The indie gaming scene has been rapidly picking up pace over the past few years as smaller titles can find success with smaller price points. Great White Destroyer is a $6 budget title for the PC that has a unique art style and atmosphere to it, and is original if anything. Players assume the role of a shark that has been tasked by the god of all sharks to destroy things for the sake of entertainment. Gods get bored from time to time, after all. The end result is a fast-paced, quirky action game where players rip through people, boats, and a number of aquatic lifeforms.Basic control involves pointing the mouse in the direction you want your shark to travel in and holding left click for slow speed, right click for medium speed, and both for max speed. I recommend switching to a control pad if you can, as my experience was much more fluid this way – though that may just be my familiarity with console games talking. In either case, you don’t necessarily want to be jamming it at max speed at all times, since that can result in inaccuracy, and since your shark generally can only chew through things so fast, you can get in more hits in one swoop going at a slower speed.

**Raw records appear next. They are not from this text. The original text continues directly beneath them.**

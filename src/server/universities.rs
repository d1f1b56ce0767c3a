use std::sync::Arc;

use axum::{
    Json, Router,
    extract::{Query, State},
    response::IntoResponse,
    routing::get,
};

use crate::server::AppState;
use crate::server::dto::UniversityQuery;
use crate::server::response::{ApiError, ApiResponse, StoreResultExt};
use crate::server::validation::optional_text;

pub fn university_router() -> Router<Arc<AppState>> {
    Router::new()
        .route("/", get(list_universities))
        .route("/prodi", get(list_programs))
}

async fn list_universities(
    State(state): State<Arc<AppState>>,
) -> Result<impl IntoResponse, ApiError> {
    let names = state
        .store
        .list_universities()
        .api_err("Failed to list universities")?;
    Ok(Json(ApiResponse::success(names)))
}

async fn list_programs(
    State(state): State<Arc<AppState>>,
    Query(query): Query<UniversityQuery>,
) -> Result<impl IntoResponse, ApiError> {
    let university = optional_text(query.universitas);
    let programs = state
        .store
        .list_programs(university.as_deref())
        .api_err("Failed to list programs")?;
    Ok(Json(ApiResponse::success(programs)))
}
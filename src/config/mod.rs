mod server;

pub use server::{DB_FILE_NAME, DEFAULT_TOKEN_TTL_MINUTES, SESSION_SECRET_FILE, ServerConfig};
use std::path::PathBuf;
use std::sync::Arc;

use anyhow::bail;
use clap::{Parser, Subcommand};
use tracing::info;
use tracing_subscriber::EnvFilter;

use snbp::auth::SessionKeys;
use snbp::cli::{
    AdminCommands, ProgramCommands, UserCommands, run_info, run_init, run_program_import,
    run_user_add, run_user_list,
};
use snbp::config::{DEFAULT_TOKEN_TTL_MINUTES, ServerConfig};
use snbp::notify::{LogNotifier, Notifier, OutboxNotifier};
use snbp::server::{AppState, create_router};
use snbp::store::{SqliteStore, Store};

#[derive(Parser)]
#[command(name = "snbp")]
#[command(about = "School portal for the SNBP admission track", long_about = None)]
struct Cli {
    #[command(subcommand)]
    command: Commands,
}

#[derive(Subcommand)]
enum Commands {
    /// Administrative commands
    Admin {
        #[command(subcommand)]
        command: AdminCommands,
    },

    /// Start the server
    Serve {
        /// Host to bind to
        #[arg(long, env = "SNBP_HOST", default_value = "127.0.0.1")]
        host: String,

        /// Port to bind to
        #[arg(long, short, env = "SNBP_PORT", default_value = "4000")]
        port: u16,

        /// Data directory for the database and session secret
        #[arg(long, env = "SNBP_DATA_DIR", default_value = "./data")]
        data_dir: String,

        /// Secret for signing session tokens. Defaults to the secret written by `admin init`.
        #[arg(long, env = "SNBP_JWT_SECRET", hide_env_values = true)]
        jwt_secret: Option<String>,

        /// Session token lifetime in minutes
        #[arg(long, env = "SNBP_TOKEN_TTL_MINUTES", default_value_t = DEFAULT_TOKEN_TTL_MINUTES)]
        token_ttl_minutes: i64,

        /// Public URL of the student app (e.g., "https://snbp.sekolah.sch.id").
        /// Used for the result-lookup link in notification emails.
        #[arg(long, env = "SNBP_PUBLIC_URL")]
        public_url: Option<String>,

        /// Directory that receives outgoing notification emails as .eml files.
        /// If not set, notifications are only logged.
        #[arg(long, env = "SNBP_MAIL_OUTBOX")]
        mail_outbox: Option<PathBuf>,
    },
}

async fn serve(config: ServerConfig) -> anyhow::Result<()> {
    if config.token_ttl_minutes <= 0 {
        bail!("--token-ttl-minutes must be positive");
    }

    if !config.db_path().exists() {
        bail!("Server not initialized. Run 'snbp admin init' first to create the database.");
    }

    let store = SqliteStore::new(config.db_path())?;
    store.initialize()?;
    if !store.has_admin()? {
        bail!("Server not initialized. Run 'snbp admin init' first to create the first admin.");
    }

    let secret = config.resolve_secret()?;
    let sessions = SessionKeys::new(&secret, config.token_ttl());

    let notifier: Arc<dyn Notifier> = match &config.mail_outbox {
        Some(dir) => {
            info!("Writing notification emails to {}", dir.display());
            Arc::new(OutboxNotifier::new(dir.clone())?)
        }
        None => Arc::new(LogNotifier),
    };

    let state = Arc::new(
        AppState::new(Arc::new(store), sessions, notifier)
            .with_public_url(config.public_url.clone()),
    );

    let app = create_router(state);
    let addr = config.socket_addr()?;

    info!("Starting server on {}", addr);

    let listener = tokio::net::TcpListener::bind(addr).await?;
    axum::serve(listener, app).await?;
    Ok(())
}

#[tokio::main]
async fn main() -> anyhow::Result<()> {
    tracing_subscriber::fmt()
        .with_env_filter(EnvFilter::from_default_env().add_directive("snbp=info".parse()?))
        .with_writer(std::io::stderr)
        .init();

    let cli = Cli::parse();

    match cli.command {
        Commands::Admin { command } => match command {
            AdminCommands::Init {
                data_dir,
                admin_email,
                admin_password,
            } => run_init(data_dir, admin_email, admin_password)?,
            AdminCommands::User { command } => match command {
                UserCommands::Add {
                    data_dir,
                    email,
                    role,
                    password,
                } => run_user_add(data_dir, email, role, password)?,
                UserCommands::List { data_dir, json } => run_user_list(data_dir, json)?,
            },
            AdminCommands::Program { command } => match command {
                ProgramCommands::Import { data_dir, file } => {
                    run_program_import(data_dir, &file)?;
                }
            },
            AdminCommands::Info { data_dir, json } => run_info(data_dir, json)?,
        },
        Commands::Serve {
            host,
            port,
            data_dir,
            jwt_secret,
            token_ttl_minutes,
            public_url,
            mail_outbox,
        } => {
            let config = ServerConfig {
                host,
                port,
                data_dir: data_dir.into(),
                jwt_secret,
                token_ttl_minutes,
                public_url,
                mail_outbox,
            };
            serve(config).await?;
        }
    }

    Ok(())
}
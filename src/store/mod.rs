mod schema;
mod sqlite;

pub use sqlite::SqliteStore;

use crate::error::Result;
use crate::types::*;

/// Which registrations a listing returns.
#[derive(Debug, Clone, Copy, PartialEq, Eq)]
pub enum RegistrationFilter {
    /// Every registration, newest first.
    All,
    /// Registrations the principal approved, newest first.
    PrincipalApproved,
    /// Registrations no longer waiting (status != MENUNGGU), oldest first.
    Finalized,
}

/// Store defines the database interface.
pub trait Store: Send + Sync {
    fn initialize(&self) -> Result<()>;

    // User operations
    /// Fails with `Error::AlreadyExists` when the email is taken.
    fn create_user(&self, email: &str, password_hash: &str, role: Role) -> Result<User>;
    fn get_user(&self, id: i64) -> Result<Option<User>>;
    fn get_user_by_email(&self, email: &str) -> Result<Option<User>>;
    fn list_users(&self) -> Result<Vec<User>>;
    fn has_admin(&self) -> Result<bool>;

    // Student profile operations
    /// Returns the user's profile, creating a default one on first use.
    fn ensure_profile(&self, user: &User) -> Result<StudentProfile>;
    fn get_profile(&self, id: i64) -> Result<Option<StudentProfile>>;
    fn get_profile_by_user(&self, user_id: i64) -> Result<Option<StudentProfile>>;
    /// All profiles ordered by name.
    fn list_profiles(&self) -> Result<Vec<StudentProfile>>;
    fn update_profile(&self, profile: &StudentProfile) -> Result<()>;
    fn set_eligibility(&self, profile_id: i64, status: EligibilityStatus) -> Result<()>;

    // Grade operations
    fn create_grade(
        &self,
        student_id: i64,
        semester: i64,
        subject: &str,
        score: f64,
    ) -> Result<GradeRecord>;
    fn get_grade(&self, id: i64) -> Result<Option<GradeRecord>>;
    fn update_grade(&self, grade: &GradeRecord) -> Result<()>;
    fn delete_grade(&self, id: i64) -> Result<bool>;
    /// Ordered by semester, then subject.
    fn list_grades(&self, student_id: i64) -> Result<Vec<GradeRecord>>;
    fn delete_semester_grades(&self, student_id: i64, semester: i64) -> Result<usize>;
    /// Deletes a semester's grades and inserts the given set in one transaction.
    fn replace_semester_grades(
        &self,
        student_id: i64,
        semester: i64,
        grades: &[(String, f64)],
    ) -> Result<Vec<GradeRecord>>;

    // Achievement operations
    fn create_achievement(
        &self,
        student_id: i64,
        nama: &str,
        tingkat: Option<&str>,
        tahun: Option<i64>,
    ) -> Result<Achievement>;
    /// Ordered by year descending (unknown years last), then name.
    fn list_achievements(&self, student_id: i64) -> Result<Vec<Achievement>>;

    // Registration operations
    /// Fails with `Error::AlreadyExists` when the student already has a registration.
    fn create_registration(&self, new: &NewRegistration) -> Result<Registration>;
    fn get_registration(&self, id: i64) -> Result<Option<Registration>>;
    fn list_registrations(&self, filter: RegistrationFilter) -> Result<Vec<Registration>>;
    fn list_student_registrations(&self, student_id: i64) -> Result<Vec<Registration>>;
    fn update_registration(&self, reg: &Registration) -> Result<()>;
    fn delete_registration(&self, id: i64) -> Result<bool>;
    /// Marks every registration of the student as sent to and approved by the principal.
    fn approve_student_registrations(&self, student_id: i64) -> Result<usize>;

    // Home content operations
    fn get_home_content(&self, role: HomeRole) -> Result<Option<HomeContent>>;
    fn upsert_home_content(&self, content: &HomeContent) -> Result<()>;

    // Reference data
    /// Returns true if the program was newly inserted.
    fn upsert_program(&self, program: &Program) -> Result<bool>;
    fn list_universities(&self) -> Result<Vec<String>>;
    fn list_programs(&self, university: Option<&str>) -> Result<Vec<Program>>;

    fn close(&self) -> Result<()>;
}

The purpose of your chomping is to fill a joy meter for Cartoothus the Shark God – hitting the end of the meter will complete the stage, though there are a few special stages where your goal is to destroy certain foes and the like. Eating multiple objects in quick succession nets combos, and as a level goes on, special timed achievements will be tasked (eat five squid). Special bonuses are awarded for various tasks like popping into the air (to eat birds, if you please) or chasing animals into jellyfish tentacles and eating their stunned bodies. Build up a rage meter and you can go on a rampage of rapid destruction, swimming and eating faster than usual – very useful for destroying manmade objects like submarines and boats. A couple of levels later on require a bit more thinking to get the job done, but as a whole this game is appropriately single-minded: eat and destroy. It does get a bit thin after a while but you don’t have to play through the whole game in one go – you can pick up on whatever level you left off, but your score will be reset, so if you want to place in the online leaderboards you’ll want to play through the whole game in one go.
The graphics and cutscenes (which feature some oddball humor) seem to be evoking a lot of cartoony PC games from the 90’s – it generally achieves this but something about the visuals feels a bit off at moments. At least it’s consistent, but not always for the best, with super jaggy edges – the blood and the way enemies that shred to pieces is satisfying, however. The sound design is a bit disappointing, with sound effects that quickly grate due to low quality and repetition. Given how long it takes for the game to load, largely due to sounds, this is kind of strange. The jibber-jabbering style of dialogue (think Banjo-Kazooie) combined with the bizarre writing is admittedly amusing overall, and helps establish the comical tone of the game despite the violence.
There’s enough creature variety to keep things different from one level to the next, and new types get thrown into practically every level. Many creatures require more than one bite to break apart, which can sometimes be tricky if they also move fast or if you keep swimming past them, meaning you’ll want to adjust your swimming speed as your approach creatures to better suit the situation. The concept as a game is original and enjoyable enough but can get bland by the end when you’ve been doing pretty much the same basic motion for the whole game. It would’ve been nice to see more levels use the concept but spice things up – maybe one level be a race where you have to try to eat monsters and make your way through obstacles but doing so as quickly as possible so as to still win, or perhaps levels with a bit more exploration to them a la Ecco the Dolphin. For only $6 the game takes a single idea and goes enough places with it to be worth its admission, I suppose. It’s not amazing or specifically intriguing as a whole, but Great White Destroyer is quirky and original and could be worth the price of admission for a run little romp in the ocean full of destruction and blood. I suggest giving the demo a try and see how you feel about it.